**Exercise prompt**
Each record below should appear again exactly as written.

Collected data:
use crate::application_port::UserError;
use crate::domain_model::*;
use serde::Deserialize;

/// Integer field that clients send either as a JSON number or as a numeric
/// string. Parsed explicitly; never defaults to zero.
#[derive(Debug, Clone, Deserialize)]
#[serde(untagged)]
pub enum LooseInt {
    Number(i64),
    Text(String),
}

impl LooseInt {
    pub fn parse(&self, field: &'static str) -> Result<i32, UserError> {
        match self {
            LooseInt::Number(n) => i32::try_from(*n)
                .map_err(|_| UserError::validation(field, format!("{n} is out of range"))),
            LooseInt::Text(s) => s
                .trim()
                .parse::<i32>()
                .map_err(|e| UserError::validation(field, format!("{s:?} is not an integer: {e}"))),
        }
    }

    pub fn parse_id(&self, field: &'static str) -> Result<UserId, UserError> {
        self.parse(field).map(UserId)
    }
}

pub fn parse_path_id(raw: &str) -> Result<UserId, UserError> {
    raw.parse::<UserId>()
        .map_err(|e| UserError::validation("id", format!("{raw:?} is not an integer: {e}")))
}

#[derive(Debug, Deserialize)]
pub struct CreateUserRequest {
    pub name: String,
    pub age: LooseInt,
    // absent and null both mean no friends
    #[serde(default)]
    pub friends: Option<Vec<LooseInt>>,
}

impl CreateUserRequest {
    pub fn into_new_user(self) -> Result<NewUser, UserError> {
        let age = self.age.parse("age")?;
        let friends = self
            .friends
            .unwrap_or_default()
            .iter()
            .map(|f| f.parse_id("friends"))
            .collect::<Result<Vec<_>, _>>()?;

        Ok(NewUser {
            name: self.name,
            age,
            friends,
        })
    }
}

#[derive(Debug, Deserialize)]
pub struct BefriendRequest {
    pub source_id: LooseInt,
    pub target_id: LooseInt,
}

impl BefriendRequest {
    pub fn to_friend_request(&self) -> Result<FriendRequest, UserError> {
        Ok(FriendRequest {
            source_id: self.source_id.parse_id("source_id")?,
            target_id: self.target_id.parse_id("target_id")?,
        })
    }
}

#[derive(Debug, Deserialize)]
pub struct DeleteUserRequest {
    pub target_id: LooseInt,
}

#[derive(Debug, Deserialize)]
pub struct UpdateAgeRequest {
    pub new_age: LooseInt,
}

#[cfg(test)]
mod tests {
    use super::*;

    #[test]
    fn numbers_and_numeric_strings_are_accepted() {
        let body: CreateUserRequest =
            serde_json::from_str(r#"{"name":"Bob","age":"25","friends":[1," 2",3]}"#).unwrap();
        let user = body.into_new_user().unwrap();
        assert_eq!(user.age, 25);
        assert_eq!(user.friends, vec![UserId(1), UserId(2), UserId(3)]);
    }

    #[test]
    fn one_bad_friend_id_rejects_the_request() {
        let body: CreateUserRequest =
            serde_json::from_str(r#"{"name":"Bob","age":25,"friends":["1","two"]}"#).unwrap();
        let err = body.into_new_user().unwrap_err();
        assert!(matches!(err, UserError::Validation { field: "friends", .. }));
    }

    #[test]
    fn out_of_range_numbers_are_validation_errors() {
        let age = LooseInt::Number(i64::from(i32::MAX) + 1);
        assert!(matches!(
            age.parse("age"),
            Err(UserError::Validation { field: "age", .. })
        ));
    }

    #[test]
    fn friends_default_to_empty() {
        let body: CreateUserRequest = serde_json::from_str(r#"{"name":"Al","age":3}"#).unwrap();
        assert!(body.into_new_user().unwrap().friends.is_empty());
    }

    #[test]
    fn null_friends_mean_no_friends() {
        let body: CreateUserRequest =
            serde_json::from_str(r#"{"name":"Al","age":3,"friends":null}"#).unwrap();
        assert!(body.into_new_user().unwrap().friends.is_empty());
    }

    #[test]
    fn path_ids_must_be_numeric() {
        assert_eq!(parse_path_id("12").unwrap(), UserId(12));
        assert!(parse_path_id("abc").is_err());
    }
}
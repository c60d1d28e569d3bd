mod user_service;

pub use user_service::*;
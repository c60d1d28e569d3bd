use sqlx::PgPool;

// Idempotent; safe to run on every start.
const SCHEMA: &[&str] = &[
    r#"
CREATE TABLE IF NOT EXISTS users (
    id   SERIAL PRIMARY KEY,
    name TEXT NOT NULL,
    age  INT  NOT NULL
)
"#,
    r#"
CREATE TABLE IF NOT EXISTS friends (
    id       SERIAL PRIMARY KEY,
    user1_id INT NOT NULL,
    user2_id INT NOT NULL
)
"#,
    r#"
CREATE UNIQUE INDEX IF NOT EXISTS friends_unordered_pair_uniq
    ON friends (LEAST(user1_id, user2_id), GREATEST(user1_id, user2_id))
"#,
];

/// Creates the `users` and `friends` tables and the unordered-pair index when
/// missing. Fails if an existing `friends` table already holds duplicate pairs.
pub async fn ensure_schema(pool: &PgPool) -> anyhow::Result<()> {
    for statement in SCHEMA {
        sqlx::query(*statement)
            .execute(pool)
            .await
            .map_err(|e| anyhow::anyhow!("apply schema statement: {e}"))?;
    }

    tracing::info!("database schema ensured");
    Ok(())
}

**Task result**
use crate::application_port::UserError;
use crate::domain_model::*;
use serde::Deserialize;

/// Integer field that clients send either as a JSON number or as a numeric
/// string. Parsed explicitly; never defaults to zero.
#[derive(Debug, Clone, Deserialize)]
#[serde(untagged)]
pub enum LooseInt {
    Number(i64),
    Text(String),
}

impl LooseInt {
    pub fn parse(&self, field: &'static str) -> Result<i32, UserError> {
        match self {
            LooseInt::Number(n) => i32::try_from(*n)
                .map_err(|_| UserError::validation(field, format!("{n} is out of range"))),
            LooseInt::Text(s) => s
                .trim()
                .parse::<i32>()
                .map_err(|e| UserError::validation(field, format!("{s:?} is not an integer: {e}"))),
        }
    }

    pub fn parse_id(&self, field: &'static str) -> Result<UserId, UserError> {
        self.parse(field).map(UserId)
    }
}

pub fn parse_path_id(raw: &str) -> Result<UserId, UserError> {
    raw.parse::<UserId>()
        .map_err(|e| UserError::validation("id", format!("{raw:?} is not an integer: {e}")))
}

#[derive(Debug, Deserialize)]
pub struct CreateUserRequest {
    pub name: String,
    pub age: LooseInt,
    // absent and null both mean no friends
    #[serde(default)]
    pub friends: Option<Vec<LooseInt>>,
}

impl CreateUserRequest {
    pub fn into_new_user(self) -> Result<NewUser, UserError> {
        let age = self.age.parse("age")?;
        let friends = self
            .friends
            .unwrap_or_default()
            .iter()
            .map(|f| f.parse_id("friends"))
            .collect::<Result<Vec<_>, _>>()?;

        Ok(NewUser {
            name: self.name,
            age,
            friends,
        })
    }
}

#[derive(Debug, Deserialize)]
pub struct BefriendRequest {
    pub source_id: LooseInt,
    pub target_id: LooseInt,
}

impl BefriendRequest {
    pub fn to_friend_request(&self) -> Result<FriendRequest, UserError> {
        Ok(FriendRequest {
            source_id: self.source_id.parse_id("source_id")?,
            target_id: self.target_id.parse_id("target_id")?,
        })
    }
}

#[derive(Debug, Deserialize)]
pub struct DeleteUserRequest {
    pub target_id: LooseInt,
}

#[derive(Debug, Deserialize)]
pub struct UpdateAgeRequest {
    pub new_age: LooseInt,
}

#[cfg(test)]
mod tests {
    use super::*;

    #[test]
    fn numbers_and_numeric_strings_are_accepted() {
        let body: CreateUserRequest =
            serde_json::from_str(r#"{"name":"Bob","age":"25","friends":[1," 2",3]}"#).unwrap();
        let user = body.into_new_user().unwrap();
        assert_eq!(user.age, 25);
        assert_eq!(user.friends, vec![UserId(1), UserId(2), UserId(3)]);
    }

    #[test]
    fn one_bad_friend_id_rejects_the_request() {
        let body: CreateUserRequest =
            serde_json::from_str(r#"{"name":"Bob","age":25,"friends":["1","two"]}"#).unwrap();
        let err = body.into_new_user().unwrap_err();
        assert!(matches!(err, UserError::Validation { field: "friends", .. }));
    }

    #[test]
    fn out_of_range_numbers_are_validation_errors() {
        let age = LooseInt::Number(i64::from(i32::MAX) + 1);
        assert!(matches!(
            age.parse("age"),
            Err(UserError::Validation { field: "age", .. })
        ));
    }

    #[test]
    fn friends_default_to_empty() {
        let body: CreateUserRequest = serde_json::from_str(r#"{"name":"Al","age":3}"#).unwrap();
        assert!(body.into_new_user().unwrap().friends.is_empty());
    }

    #[test]
    fn null_friends_mean_no_friends() {
        let body: CreateUserRequest =
            serde_json::from_str(r#"{"name":"Al","age":3,"friends":null}"#).unwrap();
        assert!(body.into_new_user().unwrap().friends.is_empty());
    }

    #[test]
    fn path_ids_must_be_numeric() {
        assert_eq!(parse_path_id("12").unwrap(), UserId(12));
        assert!(parse_path_id("abc").is_err());
    }
}
repository c60d1d28e569d3bd
mod user_service;

pub use user_service::*;
repository c60d1d28e569d3bd
use sqlx::PgPool;

// Idempotent; safe to run on every start.
const SCHEMA: &[&str] = &[
    r#"
CREATE TABLE IF NOT EXISTS users (
    id   SERIAL PRIMARY KEY,
    name TEXT NOT NULL,
    age  INT  NOT NULL
)
"#,
    r#"
CREATE TABLE IF NOT EXISTS friends (
    id       SERIAL PRIMARY KEY,
    user1_id INT NOT NULL,
    user2_id INT NOT NULL
)
"#,
    r#"
CREATE UNIQUE INDEX IF NOT EXISTS friends_unordered_pair_uniq
    ON friends (LEAST(user1_id, user2_id), GREATEST(user1_id, user2_id))
"#,
];

/// Creates the `users` and `friends` tables and the unordered-pair index when
/// missing. Fails if an existing `friends` table already holds duplicate pairs.
pub async fn ensure_schema(pool: &PgPool) -> anyhow::Result<()> {
    for statement in SCHEMA {
        sqlx::query(*statement)
            .execute(pool)
            .await
            .map_err(|e| anyhow::anyhow!("apply schema statement: {e}"))?;
    }

    tracing::info!("database schema ensured");
    Ok(())
}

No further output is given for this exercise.